### ACTIVITY
Give the records again, word for word.

### MATERIAL SUPPLIED
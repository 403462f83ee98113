use crate::client::{ResourceClient, ResourcePath};
use crate::errors::AssistantsResult;
use crate::types::{unix_to_datetime, Metadata};
use async_trait::async_trait;
use chrono::{DateTime, Utc};
use serde::{Deserialize, Serialize};

#[derive(Debug, Clone, PartialEq, Serialize, Deserialize)]
pub struct Thread {
    pub id: String,
    #[serde(skip_serializing_if = "Option::is_none")]
    pub object: Option<String>,
    #[serde(skip_serializing_if = "Option::is_none")]
    pub assistant_id: Option<String>,
    #[serde(skip_serializing_if = "Option::is_none")]
    pub created_at: Option<i64>,
    #[serde(skip_serializing_if = "Option::is_none")]
    pub metadata: Option<Metadata>,
}

impl Thread {
    pub fn created_at_datetime(&self) -> Option<DateTime<Utc>> {
        self.created_at.and_then(unix_to_datetime)
    }
}

#[derive(Debug, Clone, Copy, PartialEq, Eq, Hash, Serialize, Deserialize)]
#[serde(rename_all = "lowercase")]
pub enum MessageRole {
    User,
    System,
    Assistant,
}

/// A plain-text message used to seed a new thread.
#[derive(Debug, Clone, PartialEq, Eq, Serialize, Deserialize)]
pub struct Message {
    pub role: MessageRole,
    pub content: String,
}

impl Message {
    pub fn new(role: MessageRole, content: impl Into<String>) -> Self {
        Self {
            role,
            content: content.into(),
        }
    }

    pub fn user(content: impl Into<String>) -> Self {
        Self::new(MessageRole::User, content)
    }

    pub fn system(content: impl Into<String>) -> Self {
        Self::new(MessageRole::System, content)
    }
}

#[derive(Debug, Clone, Default, PartialEq, Serialize, Deserialize)]
pub struct CreateThreadRequest {
    #[serde(default, skip_serializing_if = "Option::is_none")]
    pub assistant_id: Option<String>,
    #[serde(default, skip_serializing_if = "Option::is_none")]
    pub messages: Option<Vec<Message>>,
    #[serde(default, skip_serializing_if = "Option::is_none")]
    pub metadata: Option<Metadata>,
}

impl CreateThreadRequest {
    pub fn new() -> Self {
        Self::default()
    }

    pub fn for_assistant(assistant_id: impl Into<String>) -> Self {
        Self {
            assistant_id: Some(assistant_id.into()),
            ..Self::default()
        }
    }

    pub fn with_message(mut self, message: Message) -> Self {
        self.messages.get_or_insert_with(Vec::new).push(message);
        self
    }

    pub fn with_metadata(mut self, key: impl Into<String>, value: impl Into<String>) -> Self {
        self.metadata
            .get_or_insert_with(Metadata::new)
            .insert(key.into(), value.into());
        self
    }
}

#[async_trait]
pub trait ThreadService: Send + Sync {
    async fn create(&self, request: CreateThreadRequest) -> AssistantsResult<Thread>;
    async fn retrieve(&self, thread_id: &str) -> AssistantsResult<Thread>;
}

pub struct ThreadServiceImpl {
    client: ResourceClient,
}

impl ThreadServiceImpl {
    pub fn new(client: ResourceClient) -> Self {
        Self { client }
    }
}

#[async_trait]
impl ThreadService for ThreadServiceImpl {
    async fn create(&self, request: CreateThreadRequest) -> AssistantsResult<Thread> {
        self.client.create(&ResourcePath::threads(), &request).await
    }

    async fn retrieve(&self, thread_id: &str) -> AssistantsResult<Thread> {
        let path = ResourcePath::thread(thread_id)?;
        self.client.get(&path).await
    }
}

### EXPECTED OUTPUT
repository 403462f83ee98113
use crate::client::{ResourceClient, ResourcePath};
use crate::errors::AssistantsResult;
use crate::types::{unix_to_datetime, Metadata};
use async_trait::async_trait;
use chrono::{DateTime, Utc};
use serde::{Deserialize, Serialize};

#[derive(Debug, Clone, PartialEq, Serialize, Deserialize)]
pub struct Thread {
    pub id: String,
    #[serde(skip_serializing_if = "Option::is_none")]
    pub object: Option<String>,
    #[serde(skip_serializing_if = "Option::is_none")]
    pub assistant_id: Option<String>,
    #[serde(skip_serializing_if = "Option::is_none")]
    pub created_at: Option<i64>,
    #[serde(skip_serializing_if = "Option::is_none")]
    pub metadata: Option<Metadata>,
}

impl Thread {
    pub fn created_at_datetime(&self) -> Option<DateTime<Utc>> {
        self.created_at.and_then(unix_to_datetime)
    }
}

#[derive(Debug, Clone, Copy, PartialEq, Eq, Hash, Serialize, Deserialize)]
#[serde(rename_all = "lowercase")]
pub enum MessageRole {
    User,
    System,
    Assistant,
}

/// A plain-text message used to seed a new thread.
#[derive(Debug, Clone, PartialEq, Eq, Serialize, Deserialize)]
pub struct Message {
    pub role: MessageRole,
    pub content: String,
}

impl Message {
    pub fn new(role: MessageRole, content: impl Into<String>) -> Self {
        Self {
            role,
            content: content.into(),
        }
    }

    pub fn user(content: impl Into<String>) -> Self {
        Self::new(MessageRole::User, content)
    }

    pub fn system(content: impl Into<String>) -> Self {
        Self::new(MessageRole::System, content)
    }
}

#[derive(Debug, Clone, Default, PartialEq, Serialize, Deserialize)]
pub struct CreateThreadRequest {
    #[serde(default, skip_serializing_if = "Option::is_none")]
    pub assistant_id: Option<String>,
    #[serde(default, skip_serializing_if = "Option::is_none")]
    pub messages: Option<Vec<Message>>,
    #[serde(default, skip_serializing_if = "Option::is_none")]
    pub metadata: Option<Metadata>,
}

impl CreateThreadRequest {
    pub fn new() -> Self {
        Self::default()
    }

    pub fn for_assistant(assistant_id: impl Into<String>) -> Self {
        Self {
            assistant_id: Some(assistant_id.into()),
            ..Self::default()
        }
    }

    pub fn with_message(mut self, message: Message) -> Self {
        self.messages.get_or_insert_with(Vec::new).push(message);
        self
    }

    pub fn with_metadata(mut self, key: impl Into<String>, value: impl Into<String>) -> Self {
        self.metadata
            .get_or_insert_with(Metadata::new)
            .insert(key.into(), value.into());
        self
    }
}

#[async_trait]
pub trait ThreadService: Send + Sync {
    async fn create(&self, request: CreateThreadRequest) -> AssistantsResult<Thread>;
    async fn retrieve(&self, thread_id: &str) -> AssistantsResult<Thread>;
}

pub struct ThreadServiceImpl {
    client: ResourceClient,
}

impl ThreadServiceImpl {
    pub fn new(client: ResourceClient) -> Self {
        Self { client }
    }
}

#[async_trait]
impl ThreadService for ThreadServiceImpl {
    async fn create(&self, request: CreateThreadRequest) -> AssistantsResult<Thread> {
        self.client.create(&ResourcePath::threads(), &request).await
    }

    async fn retrieve(&self, thread_id: &str) -> AssistantsResult<Thread> {
        let path = ResourcePath::thread(thread_id)?;
        self.client.get(&path).await
    }
}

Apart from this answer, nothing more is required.